## Work instructions
Look through the lines below, find those with the word "that", and copy them.

━━ Source data

use crate::error::IngestError;
use analytics::{ExportRow, ExportRows};
use std::fs::File;
use std::io::Write;
use std::path::Path;

/// Writes `rows` as CSV, header first, and returns the number of data rows.
///
/// The header is written even when there are no rows, so an empty export is
/// still a valid file.
pub fn write_csv<W: Write>(rows: &ExportRows<'_, '_>, writer: W) -> Result<usize, IngestError> {
    let mut csv_writer = csv::WriterBuilder::new()
        .has_headers(false)
        .from_writer(writer);

    csv_writer.write_record(ExportRow::HEADERS)?;
    let mut written = 0;
    for row in rows.iter() {
        csv_writer.serialize(row)?;
        written += 1;
    }
    csv_writer.flush()?;

    Ok(written)
}

/// Creates (or truncates) `path` and writes `rows` into it.
pub fn export_to_path(rows: &ExportRows<'_, '_>, path: &Path) -> Result<usize, IngestError> {
    let file = File::create(path).map_err(|source| IngestError::Io {
        path: path.to_path_buf(),
        source,
    })?;
    let written = write_csv(rows, file)?;
    tracing::info!(rows = written, path = %path.display(), "Export written.");
    Ok(written)
}
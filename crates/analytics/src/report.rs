use serde::{Deserialize, Serialize};

/// The record that attained the maximum GDP in a summarized set.
#[derive(Debug, Clone, PartialEq, Serialize, Deserialize)]
pub struct MaxRecord {
    pub value: f64,
    pub country: String,
    pub year: i32,
}

/// KPI figures for a non-empty set of records.
///
/// There is deliberately no zeroed-out constructor: an empty selection is
/// represented by the absence of a `Summary`, not by one full of zeros.
#[derive(Debug, Clone, PartialEq, Serialize, Deserialize)]
pub struct Summary {
    pub count: usize,
    pub total: f64,
    pub average: f64,
    pub max: MaxRecord,
}
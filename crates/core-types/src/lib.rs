pub mod dataset;
pub mod enums;
pub mod error;
pub mod record;
pub mod selection;

// Re-export the core types to provide a clean public API.
pub use dataset::Dataset;
pub use enums::Region;
pub use error::CoreError;
pub use record::GdpRecord;
pub use selection::FilterSelection;
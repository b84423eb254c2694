use crate::cli::{Commands, ExportArgs, FilterArgs, GrowthArgs, OutputFormat, OverviewArgs, RankingArgs, RecordsArgs};
use crate::filters::{self, ResolvedFilters};
use crate::render;
use analytics::{annual_growth, rank_by_value, shares, top_growth, AggregationEngine};
use anyhow::{bail, Context, Result};
use configuration::{Config, ViewMode};
use core_types::Dataset;
use serde::Serialize;
use serde_json::json;

/// Dispatches a parsed command against the loaded dataset.
pub fn run(command: Commands, config: &Config, dataset: &Dataset, format: OutputFormat) -> Result<()> {
    let engine = AggregationEngine::new();

    match command {
        Commands::Overview(args) => handle_overview(args, config, dataset, format),
        Commands::Summary(args) => handle_summary(&engine, &args, config, dataset, format),
        Commands::Records(args) => handle_records(&engine, args, config, dataset, format),
        Commands::Ranking(args) => handle_ranking(&engine, args, config, dataset, format),
        Commands::Growth(args) => handle_growth(args, config, dataset, format),
        Commands::Export(args) => handle_export(&engine, args, config, dataset, format),
    }
}

fn print_json<T: Serialize>(value: &T) -> Result<()> {
    println!("{}", serde_json::to_string_pretty(value)?);
    Ok(())
}

/// The landing view: top economies in the latest year.
fn handle_overview(args: OverviewArgs, config: &Config, dataset: &Dataset, format: OutputFormat) -> Result<()> {
    let top = args.top.unwrap_or(config.dashboard.top_n);
    let overview = analytics::overview(dataset, top);

    match (format, overview) {
        (OutputFormat::Json, overview) => print_json(&json!({ "overview": overview })),
        (OutputFormat::Table, None) => {
            println!("No data available.");
            Ok(())
        }
        (OutputFormat::Table, Some(overview)) => {
            println!("Top {} Economies in {}", overview.top.len(), overview.year);
            println!("{}", render::overview_table(&overview));
            Ok(())
        }
    }
}

/// KPI cards for the current selection.
fn handle_summary(
    engine: &AggregationEngine,
    args: &FilterArgs,
    config: &Config,
    dataset: &Dataset,
    format: OutputFormat,
) -> Result<()> {
    if !config.dashboard.show_kpi {
        return match format {
            OutputFormat::Json => print_json(&disabled_summary()),
            OutputFormat::Table => {
                println!("KPI summary is disabled (dashboard.show_kpi = false).");
                Ok(())
            }
        };
    }

    let resolved = filters::resolve(args, &config.filters, dataset)?;
    let filtered = engine.filter(dataset, &resolved.selection);
    let summary = engine.summarize(&filtered);

    match format {
        // `null` rather than zeros, so consumers can tell "no data" apart.
        OutputFormat::Json => print_json(&json!({ "summary": summary })),
        OutputFormat::Table => {
            println!("{}", render::summary_table(summary.as_ref()));
            Ok(())
        }
    }
}

/// JSON body for `summary` when KPI cards are turned off.
fn disabled_summary() -> serde_json::Value {
    json!({ "summary": null, "disabled": true })
}

fn handle_records(
    engine: &AggregationEngine,
    args: RecordsArgs,
    config: &Config,
    dataset: &Dataset,
    format: OutputFormat,
) -> Result<()> {
    let resolved = filters::resolve(&args.filters, &config.filters, dataset)?;
    let filtered = engine.filter(dataset, &resolved.selection);
    let with_growth = args.growth || config.dashboard.view_mode == ViewMode::Growth;

    match (format, with_growth) {
        (OutputFormat::Json, true) => print_json(&annual_growth(&filtered)),
        (OutputFormat::Json, false) => print_json(&filtered),
        (OutputFormat::Table, true) => {
            println!("{}", render::growth_records_table(&annual_growth(&filtered)));
            Ok(())
        }
        (OutputFormat::Table, false) => {
            println!("{}", render::records_table(&filtered));
            Ok(())
        }
    }
}

/// Ranking and share of total for the selected countries in one year.
fn handle_ranking(
    engine: &AggregationEngine,
    args: RankingArgs,
    config: &Config,
    dataset: &Dataset,
    format: OutputFormat,
) -> Result<()> {
    let resolved = filters::resolve(&args.filters, &config.filters, dataset)?;
    let Some(year) = ranking_year(&args, &resolved) else {
        println!("No data available.");
        return Ok(());
    };

    let snapshot = engine.year_snapshot(dataset, year, resolved.selection.countries.iter().cloned());
    let ranked = rank_by_value(&snapshot, snapshot.len());
    let shares = shares(&ranked);

    match format {
        OutputFormat::Json => print_json(&json!({ "year": year, "ranking": shares })),
        OutputFormat::Table => {
            println!("GDP Ranking - {year}");
            println!("{}", render::shares_table(&shares));
            Ok(())
        }
    }
}

/// An explicit `--year`, else the end of the resolved range.
fn ranking_year(args: &RankingArgs, resolved: &ResolvedFilters) -> Option<i32> {
    args.year.or(resolved.year_to)
}

/// Fastest-growing countries, measured over the whole dataset.
fn handle_growth(args: GrowthArgs, config: &Config, dataset: &Dataset, format: OutputFormat) -> Result<()> {
    let Some(year) = args
        .year
        .or(config.filters.year_to)
        .or(dataset.latest_year())
    else {
        println!("No data available.");
        return Ok(());
    };
    let top = args.top.unwrap_or(config.dashboard.top_n);
    let points = top_growth(dataset, year, top);

    match format {
        OutputFormat::Json => print_json(&json!({ "year": year, "growth": points })),
        OutputFormat::Table => {
            println!("Top Performers by Growth - {year}");
            println!("{}", render::growth_records_table(&points));
            Ok(())
        }
    }
}

fn handle_export(
    engine: &AggregationEngine,
    args: ExportArgs,
    config: &Config,
    dataset: &Dataset,
    format: OutputFormat,
) -> Result<()> {
    if !config.dashboard.enable_export {
        bail!("Data export is disabled (dashboard.enable_export = false)");
    }

    let resolved = filters::resolve(&args.filters, &config.filters, dataset)?;
    let filtered = engine.filter(dataset, &resolved.selection);
    let rows = engine.to_exportable_rows(&filtered);
    let written = data_io::export_to_path(&rows, &args.output)
        .with_context(|| format!("Failed to export to {}", args.output.display()))?;

    match format {
        OutputFormat::Json => print_json(&json!({ "rows": written, "path": args.output.display().to_string() })),
        OutputFormat::Table => {
            println!("Wrote {written} rows to {}", args.output.display());
            Ok(())
        }
    }
}

#[cfg(test)]
mod tests {
    use super::*;
    use core_types::GdpRecord;

    fn dataset() -> Dataset {
        Dataset::new(vec![
            GdpRecord::new("India", None, 2020, 2.0).unwrap(),
            GdpRecord::new("India", None, 2021, 3.0).unwrap(),
            GdpRecord::new("China", None, 2021, 14.0).unwrap(),
        ])
        .unwrap()
    }

    fn ranking_args(filters: FilterArgs, year: Option<i32>) -> RankingArgs {
        RankingArgs { filters, year }
    }

    #[test]
    fn ranking_year_defaults_to_end_of_range() {
        let config = Config::default();
        let dataset = dataset();
        let filters = FilterArgs {
            from: Some(2019),
            to: Some(2020),
            ..FilterArgs::default()
        };
        let resolved = filters::resolve(&filters, &config.filters, &dataset).unwrap();

        assert_eq!(ranking_year(&ranking_args(filters.clone(), None), &resolved), Some(2020));
        assert_eq!(ranking_year(&ranking_args(filters, Some(2021)), &resolved), Some(2021));
    }

    #[test]
    fn ranking_year_falls_back_to_latest_year() {
        let config = Config::default();
        let dataset = dataset();
        let filters = FilterArgs::default();
        let mut defaults = config.filters.clone();
        defaults.year_from = None;
        defaults.year_to = None;
        let resolved = filters::resolve(&filters, &defaults, &dataset).unwrap();

        assert_eq!(ranking_year(&ranking_args(filters, None), &resolved), Some(2021));
    }

    #[test]
    fn disabled_summary_is_json() {
        let body = serde_json::to_string(&disabled_summary()).unwrap();
        let parsed: serde_json::Value = serde_json::from_str(&body).unwrap();
        assert!(parsed["summary"].is_null());
        assert_eq!(parsed["disabled"], true);
    }

    #[test]
    fn export_is_refused_when_disabled() {
        let mut config = Config::default();
        config.dashboard.enable_export = false;
        let dir = tempfile::tempdir().unwrap();
        let output = dir.path().join("out.csv");
        let command = Commands::Export(ExportArgs {
            filters: FilterArgs::default(),
            output: output.clone(),
        });

        let err = run(command, &config, &dataset(), OutputFormat::Table).unwrap_err();
        assert!(err.to_string().contains("disabled"), "{err}");
        assert!(!output.exists());
    }

    #[test]
    fn export_writes_selected_rows() {
        let config = Config::default();
        let dir = tempfile::tempdir().unwrap();
        let output = dir.path().join("out.csv");
        let command = Commands::Export(ExportArgs {
            filters: FilterArgs {
                countries: vec!["India".to_string()],
                ..FilterArgs::default()
            },
            output: output.clone(),
        });

        run(command, &config, &dataset(), OutputFormat::Json).unwrap();
        let written = std::fs::read_to_string(&output).unwrap();
        assert_eq!(written.lines().count(), 3);
        assert!(written.lines().skip(1).all(|line| line.starts_with("India,")));
    }
}
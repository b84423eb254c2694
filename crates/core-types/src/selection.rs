use crate::error::CoreError;
use crate::record::GdpRecord;
use serde::{Deserialize, Serialize};
use std::collections::BTreeSet;

/// The user's current choice of years and countries.
///
/// An empty set on either axis means "no restriction" on that axis, so the
/// default selection matches every record.
#[derive(Debug, Clone, Default, PartialEq, Eq, Serialize, Deserialize)]
pub struct FilterSelection {
    #[serde(default)]
    pub years: BTreeSet<i32>,
    #[serde(default)]
    pub countries: BTreeSet<String>,
}

impl FilterSelection {
    pub fn new() -> Self {
        Self::default()
    }

    pub fn with_years<I>(mut self, years: I) -> Self
    where
        I: IntoIterator<Item = i32>,
    {
        self.years.extend(years);
        self
    }

    pub fn with_countries<I, S>(mut self, countries: I) -> Self
    where
        I: IntoIterator<Item = S>,
        S: Into<String>,
    {
        self.countries.extend(countries.into_iter().map(Into::into));
        self
    }

    /// Restricts the selection to the inclusive range `from..=to`.
    ///
    /// An inverted range is rejected: it would otherwise expand to an empty
    /// set, which means "all years".
    pub fn with_year_range(self, from: i32, to: i32) -> Result<Self, CoreError> {
        if from > to {
            return Err(CoreError::InvalidInput(
                "year range".to_string(),
                format!("start year {from} is after end year {to}"),
            ));
        }
        Ok(self.with_years(from..=to))
    }

    /// True when neither axis is restricted.
    pub fn is_unrestricted(&self) -> bool {
        self.years.is_empty() && self.countries.is_empty()
    }

    /// The membership predicate applied by the aggregation engine.
    pub fn matches(&self, record: &GdpRecord) -> bool {
        (self.years.is_empty() || self.years.contains(&record.year()))
            && (self.countries.is_empty() || self.countries.contains(record.country()))
    }
}
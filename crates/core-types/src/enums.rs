use serde::{Deserialize, Serialize};
use std::fmt;

/// Continental grouping used to colour and group countries on the dashboard.
#[derive(Debug, Clone, Copy, PartialEq, Eq, PartialOrd, Ord, Hash, Serialize, Deserialize)]
pub enum Region {
    Asia,
    Europe,
    NorthAmerica,
    SouthAmerica,
    Africa,
    Oceania,
}

impl Region {
    /// Maps a two-letter country code to its region.
    ///
    /// Only the codes the dashboard knows about are mapped; anything else
    /// (including lowercase input that doesn't match after normalisation)
    /// returns `None`.
    pub fn from_code(code: &str) -> Option<Self> {
        let code = code.trim().to_ascii_uppercase();
        let region = match code.as_str() {
            "CN" | "IN" | "JP" | "ID" | "KR" | "SG" | "SA" => Region::Asia,
            "DE" | "FR" | "GB" | "IT" | "RU" | "ES" => Region::Europe,
            "US" | "CA" | "MX" => Region::NorthAmerica,
            "BR" | "AR" | "CO" => Region::SouthAmerica,
            "ZA" | "NG" | "EG" | "KE" => Region::Africa,
            "AU" | "NZ" => Region::Oceania,
            _ => return None,
        };
        Some(region)
    }

    /// Human-readable label, as shown in tables.
    pub fn label(&self) -> &'static str {
        match self {
            Region::Asia => "Asia",
            Region::Europe => "Europe",
            Region::NorthAmerica => "North America",
            Region::SouthAmerica => "South America",
            Region::Africa => "Africa",
            Region::Oceania => "Oceania",
        }
    }
}

impl fmt::Display for Region {
    fn fmt(&self, f: &mut fmt::Formatter<'_>) -> fmt::Result {
        f.write_str(self.label())
    }
}
use crate::report::{MaxRecord, Summary};
use crate::rows::ExportRows;
use crate::summation::CompensatedSum;
use core_types::{Dataset, FilterSelection, GdpRecord};

/// A stateless calculator for filtering a dataset and deriving KPI figures.
///
/// Every operation is a pure function of its inputs: the engine holds no
/// state, never mutates the dataset, and can be shared freely between
/// concurrent callers.
#[derive(Debug, Default, Clone, Copy)]
pub struct AggregationEngine {}

impl AggregationEngine {
    pub fn new() -> Self {
        Self::default()
    }

    /// Returns the records matching `selection`, in dataset order.
    ///
    /// A selection naming years or countries that don't exist simply matches
    /// nothing; it is not an error.
    pub fn filter<'a>(&self, dataset: &'a Dataset, selection: &FilterSelection) -> Vec<&'a GdpRecord> {
        let records = dataset.records();

        let filtered: Vec<&GdpRecord> = match dataset.candidate_positions(selection) {
            None => records.iter().collect(),
            Some(positions) => positions
                .into_iter()
                .map(|position| &records[position])
                .filter(|record| selection.matches(record))
                .collect(),
        };

        tracing::debug!(
            dataset = dataset.len(),
            matched = filtered.len(),
            years = selection.years.len(),
            countries = selection.countries.len(),
            "Filter applied."
        );

        filtered
    }

    /// Computes total, average and maximum over `records`.
    ///
    /// # Returns
    ///
    /// `None` when `records` is empty. Ties for the maximum go to the record
    /// that appears first.
    pub fn summarize(&self, records: &[&GdpRecord]) -> Option<Summary> {
        let (first, rest) = records.split_first()?;

        let mut total = CompensatedSum::new();
        total.add(first.value());
        let mut max = *first;

        for record in rest {
            total.add(record.value());
            if record.value() > max.value() {
                max = *record;
            }
        }

        let count = records.len();
        let total = total.total();

        Some(Summary {
            count,
            total,
            average: total / count as f64,
            max: MaxRecord {
                value: max.value(),
                country: max.country().to_string(),
                year: max.year(),
            },
        })
    }

    /// Wraps filtered records in a restartable view of flat export rows.
    pub fn to_exportable_rows<'r, 'a>(&self, records: &'r [&'a GdpRecord]) -> ExportRows<'r, 'a> {
        ExportRows::new(records)
    }

    /// Records of a single `year`, optionally restricted to `countries`.
    pub fn year_snapshot<'a, I, S>(&self, dataset: &'a Dataset, year: i32, countries: I) -> Vec<&'a GdpRecord>
    where
        I: IntoIterator<Item = S>,
        S: Into<String>,
    {
        let selection = FilterSelection::new()
            .with_years([year])
            .with_countries(countries);
        self.filter(dataset, &selection)
    }
}
use crate::error::ConfigError;
use serde::Deserialize;
use std::path::PathBuf;

/// The root configuration structure for the entire application.
///
/// Every section is optional in `config.toml`; missing sections and keys
/// fall back to the defaults below.
#[derive(Debug, Clone, Default, Deserialize)]
#[serde(default)]
pub struct Config {
    pub data: DataSettings,
    pub filters: DefaultFilters,
    pub dashboard: Dashboard,
    pub logging: Logging,
}

/// Where the GDP dataset comes from and how strictly it is validated.
#[derive(Debug, Clone, Deserialize)]
#[serde(default)]
pub struct DataSettings {
    /// Path to the source CSV file.
    pub path: PathBuf,
    /// When true, the first malformed row aborts the load instead of being skipped.
    pub strict: bool,
}

/// The filter applied when the user doesn't pass any on the command line.
#[derive(Debug, Clone, Deserialize)]
#[serde(default)]
pub struct DefaultFilters {
    /// Inclusive lower bound. `None` means the earliest year in the dataset.
    pub year_from: Option<i32>,
    /// Inclusive upper bound. `None` means the latest year in the dataset.
    pub year_to: Option<i32>,
    /// Countries to select. Empty means every country.
    pub countries: Vec<String>,
}

/// Which parts of the dashboard are enabled.
#[derive(Debug, Clone, Deserialize)]
#[serde(default)]
pub struct Dashboard {
    pub show_kpi: bool,
    pub enable_export: bool,
    /// How many rows the "top" views show.
    pub top_n: usize,
    pub view_mode: ViewMode,
}

/// Whether record tables show absolute GDP or year-over-year growth.
#[derive(Debug, Clone, Copy, Default, PartialEq, Eq, Deserialize)]
#[serde(rename_all = "snake_case")]
pub enum ViewMode {
    #[default]
    Absolute,
    Growth,
}

#[derive(Debug, Clone, Deserialize)]
#[serde(default)]
pub struct Logging {
    /// Fallback filter directive when `RUST_LOG` is not set (e.g. "info", "analytics=debug").
    pub level: String,
    /// If set, logs are also written to a daily rolling file in this directory.
    pub directory: Option<PathBuf>,
    pub file_prefix: String,
}

// --- Default Implementations ---
// This allows a user to omit any section from their toml
// and still have it work with sensible defaults.

impl Default for DataSettings {
    fn default() -> Self {
        Self {
            path: PathBuf::from("gdp.csv"),
            strict: false,
        }
    }
}

impl Default for DefaultFilters {
    fn default() -> Self {
        Self {
            year_from: Some(2000),
            year_to: None,
            countries: vec![
                "India".to_string(),
                "United States".to_string(),
                "China".to_string(),
            ],
        }
    }
}

impl Default for Dashboard {
    fn default() -> Self {
        Self {
            show_kpi: true,
            enable_export: true,
            top_n: 10,
            view_mode: ViewMode::Absolute,
        }
    }
}

impl Default for Logging {
    fn default() -> Self {
        Self {
            level: "info".to_string(),
            directory: None,
            file_prefix: "gdp-dashboard.log".to_string(),
        }
    }
}

impl Config {
    /// Checks cross-field constraints that serde can't express.
    pub fn validate(&self) -> Result<(), ConfigError> {
        if self.data.path.as_os_str().is_empty() {
            return Err(ConfigError::ValidationError(
                "data.path must not be empty".to_string(),
            ));
        }
        if let (Some(from), Some(to)) = (self.filters.year_from, self.filters.year_to) {
            if from > to {
                return Err(ConfigError::ValidationError(format!(
                    "filters.year_from ({from}) is after filters.year_to ({to})"
                )));
            }
        }
        if self.filters.countries.iter().any(|c| c.trim().is_empty()) {
            return Err(ConfigError::ValidationError(
                "filters.countries must not contain blank names".to_string(),
            ));
        }
        if self.dashboard.top_n == 0 {
            return Err(ConfigError::ValidationError(
                "dashboard.top_n must be greater than 0".to_string(),
            ));
        }
        if self.logging.file_prefix.trim().is_empty() {
            return Err(ConfigError::ValidationError(
                "logging.file_prefix must not be empty".to_string(),
            ));
        }
        Ok(())
    }
}

#[cfg(test)]
mod tests {
    use super::*;

    #[test]
    fn defaults_mirror_the_dashboard_sidebar() {
        let config = Config::default();
        assert_eq!(config.filters.year_from, Some(2000));
        assert_eq!(config.filters.countries.len(), 3);
        assert!(config.dashboard.show_kpi);
        assert_eq!(config.dashboard.top_n, 10);
        assert_eq!(config.dashboard.view_mode, ViewMode::Absolute);
        assert!(config.validate().is_ok());
    }

    #[test]
    fn inverted_year_bounds_fail_validation() {
        let mut config = Config::default();
        config.filters.year_from = Some(2010);
        config.filters.year_to = Some(2000);
        assert!(matches!(
            config.validate(),
            Err(ConfigError::ValidationError(_))
        ));
    }

    #[test]
    fn zero_top_n_fails_validation() {
        let mut config = Config::default();
        config.dashboard.top_n = 0;
        assert!(config.validate().is_err());
    }

    #[test]
    fn blank_country_fails_validation() {
        let mut config = Config::default();
        config.filters.countries.push("  ".to_string());
        assert!(config.validate().is_err());
    }
}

━━━━

## Solution to this problem
/// The record that attained the maximum GDP in a summarized set.
/// An empty set on either axis means "no restriction" on that axis, so the
    /// (including lowercase input that doesn't match after normalisation)
    /// A selection naming years or countries that don't exist simply matches
    /// that appears first.
    /// Checks cross-field constraints that serde can't express.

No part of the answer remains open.